What you will do> Where a line in the material below has the string "removed", please report it.

Data supplied>
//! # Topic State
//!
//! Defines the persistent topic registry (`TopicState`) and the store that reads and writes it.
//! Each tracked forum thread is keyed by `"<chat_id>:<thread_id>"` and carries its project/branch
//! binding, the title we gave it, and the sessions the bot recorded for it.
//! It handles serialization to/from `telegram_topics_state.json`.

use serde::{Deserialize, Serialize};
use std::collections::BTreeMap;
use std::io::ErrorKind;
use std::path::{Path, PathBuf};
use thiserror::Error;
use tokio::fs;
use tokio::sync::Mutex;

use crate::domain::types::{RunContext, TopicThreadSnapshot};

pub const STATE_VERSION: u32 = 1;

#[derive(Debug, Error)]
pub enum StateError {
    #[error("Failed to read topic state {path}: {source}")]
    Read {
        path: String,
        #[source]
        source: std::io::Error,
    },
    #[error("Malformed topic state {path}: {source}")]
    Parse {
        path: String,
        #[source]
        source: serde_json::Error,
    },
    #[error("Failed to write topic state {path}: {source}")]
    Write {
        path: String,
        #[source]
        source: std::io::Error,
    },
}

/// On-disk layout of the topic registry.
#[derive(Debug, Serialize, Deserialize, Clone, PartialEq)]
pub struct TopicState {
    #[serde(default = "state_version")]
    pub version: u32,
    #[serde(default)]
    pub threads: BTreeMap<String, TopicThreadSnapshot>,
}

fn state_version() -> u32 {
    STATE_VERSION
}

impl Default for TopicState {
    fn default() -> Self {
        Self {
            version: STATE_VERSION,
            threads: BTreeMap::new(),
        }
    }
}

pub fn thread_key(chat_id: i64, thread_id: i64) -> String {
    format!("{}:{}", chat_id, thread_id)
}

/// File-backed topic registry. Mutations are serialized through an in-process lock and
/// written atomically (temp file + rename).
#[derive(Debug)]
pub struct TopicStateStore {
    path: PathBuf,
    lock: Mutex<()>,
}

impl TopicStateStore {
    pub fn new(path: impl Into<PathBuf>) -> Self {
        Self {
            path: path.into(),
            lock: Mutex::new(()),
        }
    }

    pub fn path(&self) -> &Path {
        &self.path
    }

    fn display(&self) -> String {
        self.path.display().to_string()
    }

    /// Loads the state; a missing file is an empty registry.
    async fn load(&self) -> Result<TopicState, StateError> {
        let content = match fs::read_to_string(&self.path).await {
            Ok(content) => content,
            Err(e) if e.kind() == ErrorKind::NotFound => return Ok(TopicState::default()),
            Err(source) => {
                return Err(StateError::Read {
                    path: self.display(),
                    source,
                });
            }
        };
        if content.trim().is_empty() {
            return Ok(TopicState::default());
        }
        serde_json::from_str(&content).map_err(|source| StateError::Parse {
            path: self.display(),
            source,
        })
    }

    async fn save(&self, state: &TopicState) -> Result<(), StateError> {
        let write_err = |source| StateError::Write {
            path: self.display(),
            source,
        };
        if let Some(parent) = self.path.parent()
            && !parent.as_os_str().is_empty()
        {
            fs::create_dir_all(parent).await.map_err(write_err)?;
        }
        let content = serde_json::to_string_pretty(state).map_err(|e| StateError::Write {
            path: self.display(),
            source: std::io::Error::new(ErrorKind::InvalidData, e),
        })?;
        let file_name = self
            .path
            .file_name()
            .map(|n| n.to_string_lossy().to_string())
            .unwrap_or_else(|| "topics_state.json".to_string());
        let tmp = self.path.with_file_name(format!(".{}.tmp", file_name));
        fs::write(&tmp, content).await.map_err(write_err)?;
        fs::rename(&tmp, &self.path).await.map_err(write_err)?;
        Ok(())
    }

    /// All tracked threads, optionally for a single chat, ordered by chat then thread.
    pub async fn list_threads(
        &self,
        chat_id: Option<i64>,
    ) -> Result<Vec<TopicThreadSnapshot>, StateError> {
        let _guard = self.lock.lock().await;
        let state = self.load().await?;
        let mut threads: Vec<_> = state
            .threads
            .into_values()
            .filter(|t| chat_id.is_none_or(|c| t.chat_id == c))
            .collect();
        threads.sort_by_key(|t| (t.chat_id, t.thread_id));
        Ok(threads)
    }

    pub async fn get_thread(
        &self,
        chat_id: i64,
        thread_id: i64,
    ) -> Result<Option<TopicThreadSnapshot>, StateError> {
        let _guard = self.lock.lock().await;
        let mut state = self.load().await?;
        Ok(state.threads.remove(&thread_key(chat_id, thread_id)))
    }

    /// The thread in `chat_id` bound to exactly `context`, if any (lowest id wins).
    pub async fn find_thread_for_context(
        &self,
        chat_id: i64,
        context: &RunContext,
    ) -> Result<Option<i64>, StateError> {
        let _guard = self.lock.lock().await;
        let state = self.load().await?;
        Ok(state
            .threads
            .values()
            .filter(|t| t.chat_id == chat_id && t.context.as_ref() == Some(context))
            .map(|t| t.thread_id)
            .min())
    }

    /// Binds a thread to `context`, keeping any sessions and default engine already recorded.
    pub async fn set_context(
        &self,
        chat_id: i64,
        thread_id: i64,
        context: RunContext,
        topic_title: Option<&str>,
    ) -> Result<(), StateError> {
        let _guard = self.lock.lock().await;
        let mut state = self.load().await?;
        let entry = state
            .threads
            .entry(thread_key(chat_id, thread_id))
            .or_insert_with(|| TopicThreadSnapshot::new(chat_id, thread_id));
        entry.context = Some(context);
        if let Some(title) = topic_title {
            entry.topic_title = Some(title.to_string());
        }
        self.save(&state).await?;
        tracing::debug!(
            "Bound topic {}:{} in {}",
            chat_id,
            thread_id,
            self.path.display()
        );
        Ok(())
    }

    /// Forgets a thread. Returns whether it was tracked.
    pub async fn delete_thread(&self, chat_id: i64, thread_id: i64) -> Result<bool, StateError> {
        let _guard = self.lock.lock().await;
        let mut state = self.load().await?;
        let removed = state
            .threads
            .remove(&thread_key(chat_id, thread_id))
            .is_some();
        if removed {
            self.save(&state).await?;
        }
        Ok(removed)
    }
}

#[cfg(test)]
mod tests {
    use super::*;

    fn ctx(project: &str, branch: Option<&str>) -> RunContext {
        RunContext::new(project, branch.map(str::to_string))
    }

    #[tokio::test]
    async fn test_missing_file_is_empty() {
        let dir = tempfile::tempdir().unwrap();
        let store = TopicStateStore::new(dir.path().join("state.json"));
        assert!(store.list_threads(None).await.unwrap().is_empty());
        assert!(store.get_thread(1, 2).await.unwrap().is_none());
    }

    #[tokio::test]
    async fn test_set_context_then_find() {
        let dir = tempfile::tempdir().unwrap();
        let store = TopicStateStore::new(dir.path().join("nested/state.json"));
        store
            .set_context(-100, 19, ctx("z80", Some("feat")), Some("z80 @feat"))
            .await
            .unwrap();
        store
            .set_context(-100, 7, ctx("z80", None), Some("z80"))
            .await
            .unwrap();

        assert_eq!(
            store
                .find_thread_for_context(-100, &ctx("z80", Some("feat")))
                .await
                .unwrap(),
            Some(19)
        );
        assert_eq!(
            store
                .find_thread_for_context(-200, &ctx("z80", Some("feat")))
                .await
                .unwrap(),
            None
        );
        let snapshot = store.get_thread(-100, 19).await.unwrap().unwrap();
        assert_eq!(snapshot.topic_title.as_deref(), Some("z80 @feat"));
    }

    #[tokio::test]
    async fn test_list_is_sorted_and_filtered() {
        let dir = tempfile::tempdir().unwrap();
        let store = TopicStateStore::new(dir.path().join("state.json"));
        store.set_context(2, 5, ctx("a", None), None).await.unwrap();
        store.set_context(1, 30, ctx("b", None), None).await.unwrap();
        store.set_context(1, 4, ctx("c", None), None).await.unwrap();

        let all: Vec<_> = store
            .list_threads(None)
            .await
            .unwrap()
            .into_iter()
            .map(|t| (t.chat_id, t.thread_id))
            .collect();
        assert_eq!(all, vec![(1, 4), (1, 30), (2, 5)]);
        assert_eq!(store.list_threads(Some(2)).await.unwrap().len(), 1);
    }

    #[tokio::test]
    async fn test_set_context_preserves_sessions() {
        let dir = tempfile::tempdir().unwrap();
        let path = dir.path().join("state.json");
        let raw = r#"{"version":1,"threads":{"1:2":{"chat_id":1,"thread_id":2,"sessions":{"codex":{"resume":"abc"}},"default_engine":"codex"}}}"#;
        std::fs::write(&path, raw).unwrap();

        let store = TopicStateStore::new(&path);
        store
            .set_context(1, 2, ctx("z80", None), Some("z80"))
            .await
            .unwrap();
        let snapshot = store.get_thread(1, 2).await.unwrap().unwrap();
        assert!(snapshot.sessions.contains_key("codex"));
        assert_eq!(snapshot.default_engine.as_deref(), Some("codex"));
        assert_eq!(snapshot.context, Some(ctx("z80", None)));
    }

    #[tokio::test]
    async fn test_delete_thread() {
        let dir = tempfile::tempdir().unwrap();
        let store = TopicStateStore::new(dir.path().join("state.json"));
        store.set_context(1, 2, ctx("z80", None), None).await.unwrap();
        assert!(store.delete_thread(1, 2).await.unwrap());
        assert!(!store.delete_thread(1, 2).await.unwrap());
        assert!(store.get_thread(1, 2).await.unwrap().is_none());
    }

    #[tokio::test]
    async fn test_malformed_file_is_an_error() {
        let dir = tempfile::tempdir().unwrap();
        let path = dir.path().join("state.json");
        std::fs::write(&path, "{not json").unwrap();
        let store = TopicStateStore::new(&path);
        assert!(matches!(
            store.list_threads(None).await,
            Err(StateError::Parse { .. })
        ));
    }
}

---

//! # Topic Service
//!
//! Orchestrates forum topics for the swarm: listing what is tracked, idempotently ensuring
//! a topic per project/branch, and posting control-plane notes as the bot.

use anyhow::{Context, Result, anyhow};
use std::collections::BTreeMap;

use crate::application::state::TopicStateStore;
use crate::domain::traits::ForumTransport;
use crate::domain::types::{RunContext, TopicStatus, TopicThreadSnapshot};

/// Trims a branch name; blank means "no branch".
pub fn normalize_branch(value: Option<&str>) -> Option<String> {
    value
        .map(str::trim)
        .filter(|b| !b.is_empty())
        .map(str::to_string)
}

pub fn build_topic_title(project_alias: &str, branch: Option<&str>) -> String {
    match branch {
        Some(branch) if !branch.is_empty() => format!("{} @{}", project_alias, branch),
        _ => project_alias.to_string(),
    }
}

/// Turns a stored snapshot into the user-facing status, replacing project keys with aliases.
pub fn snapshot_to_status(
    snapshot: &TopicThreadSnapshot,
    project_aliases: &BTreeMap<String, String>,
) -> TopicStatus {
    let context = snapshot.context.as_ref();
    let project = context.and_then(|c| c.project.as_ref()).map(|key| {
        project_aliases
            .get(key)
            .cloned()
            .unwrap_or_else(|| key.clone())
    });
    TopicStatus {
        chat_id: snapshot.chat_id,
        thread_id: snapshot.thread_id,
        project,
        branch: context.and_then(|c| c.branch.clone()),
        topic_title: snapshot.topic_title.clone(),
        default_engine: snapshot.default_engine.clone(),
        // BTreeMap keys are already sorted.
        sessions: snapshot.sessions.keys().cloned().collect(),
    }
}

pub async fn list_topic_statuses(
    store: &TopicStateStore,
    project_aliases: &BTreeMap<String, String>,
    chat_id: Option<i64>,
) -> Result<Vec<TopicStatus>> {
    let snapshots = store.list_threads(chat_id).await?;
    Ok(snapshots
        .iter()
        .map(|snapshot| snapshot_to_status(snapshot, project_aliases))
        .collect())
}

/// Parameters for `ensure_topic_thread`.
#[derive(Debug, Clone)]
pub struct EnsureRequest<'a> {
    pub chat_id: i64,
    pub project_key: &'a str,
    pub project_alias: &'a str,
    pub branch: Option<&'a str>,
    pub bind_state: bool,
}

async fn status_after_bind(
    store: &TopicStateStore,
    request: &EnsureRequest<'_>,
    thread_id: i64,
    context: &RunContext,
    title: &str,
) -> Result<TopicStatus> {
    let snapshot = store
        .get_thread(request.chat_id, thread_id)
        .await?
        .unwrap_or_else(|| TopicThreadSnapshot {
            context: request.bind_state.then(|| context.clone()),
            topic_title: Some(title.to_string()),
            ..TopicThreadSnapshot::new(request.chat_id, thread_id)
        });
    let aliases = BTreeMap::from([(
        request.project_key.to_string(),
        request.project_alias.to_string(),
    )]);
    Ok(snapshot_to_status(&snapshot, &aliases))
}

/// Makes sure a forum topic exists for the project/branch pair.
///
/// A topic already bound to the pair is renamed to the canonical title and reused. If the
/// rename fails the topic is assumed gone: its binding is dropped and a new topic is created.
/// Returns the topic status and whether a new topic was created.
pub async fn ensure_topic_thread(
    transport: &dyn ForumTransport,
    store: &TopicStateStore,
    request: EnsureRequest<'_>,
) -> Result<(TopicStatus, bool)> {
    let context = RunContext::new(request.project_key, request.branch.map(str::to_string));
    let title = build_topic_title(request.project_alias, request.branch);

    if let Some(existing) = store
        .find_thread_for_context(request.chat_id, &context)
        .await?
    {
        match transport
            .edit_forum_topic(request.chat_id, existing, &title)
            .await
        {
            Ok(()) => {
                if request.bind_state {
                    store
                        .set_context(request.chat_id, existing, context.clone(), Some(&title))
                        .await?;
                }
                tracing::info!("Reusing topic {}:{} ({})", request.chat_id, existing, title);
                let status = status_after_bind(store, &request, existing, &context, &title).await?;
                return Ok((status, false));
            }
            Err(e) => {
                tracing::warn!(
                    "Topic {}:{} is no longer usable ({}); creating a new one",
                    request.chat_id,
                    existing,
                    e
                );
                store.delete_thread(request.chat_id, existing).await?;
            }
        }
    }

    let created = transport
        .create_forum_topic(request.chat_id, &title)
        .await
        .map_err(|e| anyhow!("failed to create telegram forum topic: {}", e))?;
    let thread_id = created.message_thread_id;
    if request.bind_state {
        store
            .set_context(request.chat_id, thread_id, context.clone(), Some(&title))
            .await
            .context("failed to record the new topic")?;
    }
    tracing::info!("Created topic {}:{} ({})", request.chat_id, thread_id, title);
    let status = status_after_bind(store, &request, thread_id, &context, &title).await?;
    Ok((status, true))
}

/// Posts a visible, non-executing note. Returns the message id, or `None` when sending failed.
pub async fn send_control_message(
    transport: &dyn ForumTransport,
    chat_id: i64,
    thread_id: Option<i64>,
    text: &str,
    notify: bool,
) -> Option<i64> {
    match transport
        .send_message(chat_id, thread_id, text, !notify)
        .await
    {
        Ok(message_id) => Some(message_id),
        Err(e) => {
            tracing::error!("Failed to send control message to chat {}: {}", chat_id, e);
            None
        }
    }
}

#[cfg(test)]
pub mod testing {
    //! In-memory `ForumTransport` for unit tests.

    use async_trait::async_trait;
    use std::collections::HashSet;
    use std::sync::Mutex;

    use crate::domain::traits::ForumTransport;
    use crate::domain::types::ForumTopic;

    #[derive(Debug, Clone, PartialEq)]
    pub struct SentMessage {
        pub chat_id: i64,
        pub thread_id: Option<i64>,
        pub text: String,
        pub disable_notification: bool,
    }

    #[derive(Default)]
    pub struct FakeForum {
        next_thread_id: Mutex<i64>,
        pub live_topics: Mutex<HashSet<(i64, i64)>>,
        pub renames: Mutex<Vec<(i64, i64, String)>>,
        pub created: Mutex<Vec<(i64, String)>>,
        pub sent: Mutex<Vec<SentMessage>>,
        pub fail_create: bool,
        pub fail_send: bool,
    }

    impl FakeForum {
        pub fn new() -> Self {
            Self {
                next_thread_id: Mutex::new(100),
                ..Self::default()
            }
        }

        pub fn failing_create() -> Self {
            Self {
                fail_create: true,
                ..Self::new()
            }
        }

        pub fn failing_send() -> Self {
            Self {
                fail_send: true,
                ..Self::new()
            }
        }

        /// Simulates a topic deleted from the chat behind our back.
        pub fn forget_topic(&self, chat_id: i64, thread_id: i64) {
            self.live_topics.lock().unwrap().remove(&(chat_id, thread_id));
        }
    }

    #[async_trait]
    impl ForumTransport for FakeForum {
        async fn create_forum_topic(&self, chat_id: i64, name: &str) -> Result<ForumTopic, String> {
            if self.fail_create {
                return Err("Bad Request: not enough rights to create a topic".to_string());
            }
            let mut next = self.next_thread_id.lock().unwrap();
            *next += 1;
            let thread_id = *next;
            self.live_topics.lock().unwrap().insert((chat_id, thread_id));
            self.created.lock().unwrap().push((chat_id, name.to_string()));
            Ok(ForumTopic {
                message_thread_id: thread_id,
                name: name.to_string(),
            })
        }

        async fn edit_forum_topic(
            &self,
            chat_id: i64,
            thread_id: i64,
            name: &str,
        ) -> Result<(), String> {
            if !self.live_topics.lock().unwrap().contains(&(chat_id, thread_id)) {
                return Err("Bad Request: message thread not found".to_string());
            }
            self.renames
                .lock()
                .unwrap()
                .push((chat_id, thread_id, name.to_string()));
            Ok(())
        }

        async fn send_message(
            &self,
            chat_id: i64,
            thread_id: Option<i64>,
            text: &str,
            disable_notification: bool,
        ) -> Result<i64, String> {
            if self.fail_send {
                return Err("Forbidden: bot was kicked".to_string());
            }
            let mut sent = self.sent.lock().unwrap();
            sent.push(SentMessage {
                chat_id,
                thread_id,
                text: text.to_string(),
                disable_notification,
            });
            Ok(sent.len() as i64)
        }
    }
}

Task result>
        let removed = state
        if removed {
        Ok(removed)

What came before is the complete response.